Restate word for word every line from the top of the data below down through the line that holds "pub fn sorted_finite(data: &[f64])".
** Opening Supplied material block **
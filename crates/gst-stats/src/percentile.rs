//! Percentiles with linear interpolation
//!
//! For a sorted sample of n values the p-th percentile sits at rank
//! `p/100 * (n - 1)`, interpolating linearly between the two closest
//! order statistics.

use serde::{Deserialize, Serialize};

/// Copy the finite values of `data` and sort them ascending
pub fn sorted_finite(data: &[f64]) -> Vec<f64> {
    let mut sorted: Vec<f64> = data.iter().copied().filter(|x| x.is_finite()).collect();
    sorted.sort_by(f64::total_cmp);
    sorted
}

/// Percentile of an already sorted slice, `p` in [0, 100]
pub fn percentile_sorted(sorted: &[f64], p: f64) -> Option<f64> {
    if sorted.is_empty() || !(0.0..=100.0).contains(&p) {
        return None;
    }

    let rank = p / 100.0 * (sorted.len() - 1) as f64;
    let lower = rank.floor() as usize;
    let upper = rank.ceil() as usize;
    let frac = rank - lower as f64;

    Some(sorted[lower] + (sorted[upper] - sorted[lower]) * frac)
}

/// Percentile of unsorted data; non-finite values are ignored
pub fn percentile(data: &[f64], p: f64) -> Option<f64> {
    percentile_sorted(&sorted_finite(data), p)
}

/// Lower and upper quartiles of a sample
#[derive(Debug, Clone, Copy, PartialEq, Serialize, Deserialize)]
pub struct Quartiles {
    /// 25th percentile
    pub q25: f64,
    /// 75th percentile
    pub q75: f64,
}

impl Quartiles {
    /// Quartiles of unsorted data
    pub fn from_data(data: &[f64]) -> Option<Self> {
        Self::from_sorted(&sorted_finite(data))
    }

    /// Quartiles of an already sorted slice
    pub fn from_sorted(sorted: &[f64]) -> Option<Self> {
        Some(Self {
            q25: percentile_sorted(sorted, 25.0)?,
            q75: percentile_sorted(sorted, 75.0)?,
        })
    }

    /// Interquartile range
    pub fn iqr(&self) -> f64 {
        self.q75 - self.q25
    }
}
//! Plot plan export
//!
//! A plan is written as pretty JSON next to the figure it describes, e.g.
//! `output/plots/basic_histogram-GHG.svg.json`, for the renderer to pick up.

use serde::{Deserialize, Serialize};
use std::fs;
use std::path::{Path, PathBuf};

use crate::error::GstResult;

/// Figure file type written by the renderer
#[derive(Clone, Copy, Debug, Default, PartialEq, Eq, Serialize, Deserialize)]
#[serde(rename_all = "lowercase")]
pub enum ExportFormat {
    Png,
    Pdf,
    #[default]
    Svg,
}

impl ExportFormat {
    pub fn extension(&self) -> &'static str {
        match self {
            ExportFormat::Png => "png",
            ExportFormat::Pdf => "pdf",
            ExportFormat::Svg => "svg",
        }
    }
}

/// Anything that describes a figure to be rendered
pub trait PlotPlan: Serialize {
    /// File name of the rendered figure, including extension
    fn file_name(&self) -> &str;
}

/// Directory that figures are written to under an output folder
pub fn plots_dir(output_folder: &Path) -> PathBuf {
    output_folder.join("plots")
}

/// Write a plan as JSON into `dir`, creating it if needed
pub fn export_plan<P: PlotPlan>(plan: &P, dir: &Path) -> GstResult<PathBuf> {
    fs::create_dir_all(dir)?;
    let path = dir.join(format!("{}.json", plan.file_name()));
    fs::write(&path, serde_json::to_string_pretty(plan)?)?;
    tracing::info!("Wrote plot plan to {}", path.display());
    Ok(path)
}

#[cfg(test)]
mod tests {
    use super::*;

    #[derive(Serialize)]
    struct Dummy {
        file_name: String,
        edges: Vec<f64>,
    }

    impl PlotPlan for Dummy {
        fn file_name(&self) -> &str {
            &self.file_name
        }
    }

    #[test]
    fn test_export_format_from_config() {
        #[derive(Deserialize)]
        struct Wrapper {
            file_type: ExportFormat,
        }
        let w: Wrapper = serde_json::from_str(r#"{"file_type": "pdf"}"#).unwrap();
        assert_eq!(w.file_type.extension(), "pdf");
        assert_eq!(ExportFormat::default(), ExportFormat::Svg);
    }

    #[test]
    fn test_export_plan_creates_directory() {
        let dir = tempfile::tempdir().unwrap();
        let target = plots_dir(dir.path());
        let plan = Dummy {
            file_name: "basic_histogram-GHG.svg".to_string(),
            edges: vec![-1.0, 0.0, 1.0],
        };

        let path = export_plan(&plan, &target).unwrap();
        assert_eq!(path, target.join("basic_histogram-GHG.svg.json"));

        let written: serde_json::Value =
            serde_json::from_str(&fs::read_to_string(path).unwrap()).unwrap();
        assert_eq!(written["edges"][1], 0.0);
    }
}
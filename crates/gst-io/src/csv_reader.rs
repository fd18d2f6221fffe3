//! CSV file reader

use crate::reader::{IoError, IoResult, TableReader};
use crate::schema::RawTable;
use std::fs::File;
use std::io::{BufRead, BufReader, Read};
use std::path::Path;

/// Options for reading a CSV file
#[derive(Debug, Clone, Copy, PartialEq, Eq)]
pub struct CsvOptions {
    pub delimiter: u8,
    /// Lines to skip before the header row
    pub skip_lines: usize,
}

impl Default for CsvOptions {
    fn default() -> Self {
        Self {
            delimiter: b',',
            skip_lines: 0,
        }
    }
}

/// CSV file reader
pub struct CsvReader {
    path: String,
    options: CsvOptions,
}

impl CsvReader {
    /// Open a CSV file
    pub fn open(path: impl AsRef<Path>) -> IoResult<Self> {
        Self::open_with_options(path, CsvOptions::default())
    }

    /// Open a CSV file with options
    pub fn open_with_options(path: impl AsRef<Path>, options: CsvOptions) -> IoResult<Self> {
        let path = path.as_ref();
        if !path.exists() {
            return Err(IoError::FileNotFound(path.display().to_string()));
        }

        Ok(Self {
            path: path.display().to_string(),
            options,
        })
    }

    /// Parse CSV from any reader
    pub fn from_reader<R: Read>(reader: R, options: CsvOptions) -> IoResult<RawTable> {
        let mut buffered = BufReader::new(reader);
        let mut skipped = String::new();
        for _ in 0..options.skip_lines {
            skipped.clear();
            buffered
                .read_line(&mut skipped)
                .map_err(|e| IoError::InvalidFormat(e.to_string()))?;
        }

        let mut reader = csv::ReaderBuilder::new()
            .delimiter(options.delimiter)
            .has_headers(true)
            .flexible(true)
            .trim(csv::Trim::All)
            .from_reader(buffered);

        let headers = reader
            .headers()
            .map_err(|e| IoError::InvalidFormat(e.to_string()))?
            .iter()
            .map(|s| s.to_string())
            .collect::<Vec<_>>();

        let mut rows = Vec::new();
        for result in reader.records() {
            let record = result.map_err(|e| IoError::InvalidFormat(e.to_string()))?;
            rows.push(record.iter().map(|s| s.to_string()).collect());
        }

        Ok(RawTable::new(headers, rows))
    }
}

impl TableReader for CsvReader {
    fn read_raw(&self) -> IoResult<RawTable> {
        let file = File::open(&self.path).map_err(|e| IoError::OpenFailed(e.to_string()))?;
        let table = Self::from_reader(file, self.options)?;
        tracing::debug!(
            path = %self.path,
            columns = table.headers.len(),
            rows = table.num_rows(),
            "read CSV"
        );
        Ok(table)
    }

    fn path(&self) -> Option<&str> {
        Some(&self.path)
    }

    fn format_name(&self) -> &'static str {
        "CSV"
    }
}

#[cfg(test)]
mod tests {
    use super::*;
    use std::io::Write;

    #[test]
    fn test_from_reader() {
        let data = "country,unit,1990,1991\nDEU,Mt,1.5,2\nFRA,Mt,,3\n";
        let table = CsvReader::from_reader(data.as_bytes(), CsvOptions::default()).unwrap();

        assert_eq!(table.headers, vec!["country", "unit", "1990", "1991"]);
        assert_eq!(table.num_rows(), 2);
        assert_eq!(table.rows[1][2], "");
    }

    #[test]
    fn test_skip_preamble() {
        let data = "\"Data Source\",\"WDI\"\n\n\"Last Updated\",\"2023\"\n\nCountry Code,1960\nABW,54608\n";
        let options = CsvOptions {
            skip_lines: 4,
            ..CsvOptions::default()
        };
        let table = CsvReader::from_reader(data.as_bytes(), options).unwrap();

        assert_eq!(table.headers, vec!["Country Code", "1960"]);
        assert_eq!(table.rows, vec![vec!["ABW".to_string(), "54608".to_string()]]);
    }

    #[test]
    fn test_open_missing_file() {
        let err = CsvReader::open("/nonexistent/data.csv").err().unwrap();
        assert!(matches!(err, IoError::FileNotFound(_)));
    }

    #[test]
    fn test_read_file() {
        let mut file = tempfile::Builder::new().suffix(".csv").tempfile().unwrap();
        writeln!(file, "country;2000").unwrap();
        writeln!(file, "EGY;3.5").unwrap();

        let options = CsvOptions {
            delimiter: b';',
            ..CsvOptions::default()
        };
        let reader = CsvReader::open_with_options(file.path(), options).unwrap();
        let table = reader.read_raw().unwrap();

        assert_eq!(reader.format_name(), "CSV");
        assert_eq!(table.column_values("2000"), Some(vec!["3.5"]));
    }
}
** Closing Supplied material block **
◆ Solution to this task
filename crates/gst-stats/src/percentile.rs
//! Percentiles with linear interpolation
//!
//! For a sorted sample of n values the p-th percentile sits at rank
//! `p/100 * (n - 1)`, interpolating linearly between the two closest
//! order statistics.

use serde::{Deserialize, Serialize};

/// Copy the finite values of `data` and sort them ascending
pub fn sorted_finite(data: &[f64]) -> Vec<f64> {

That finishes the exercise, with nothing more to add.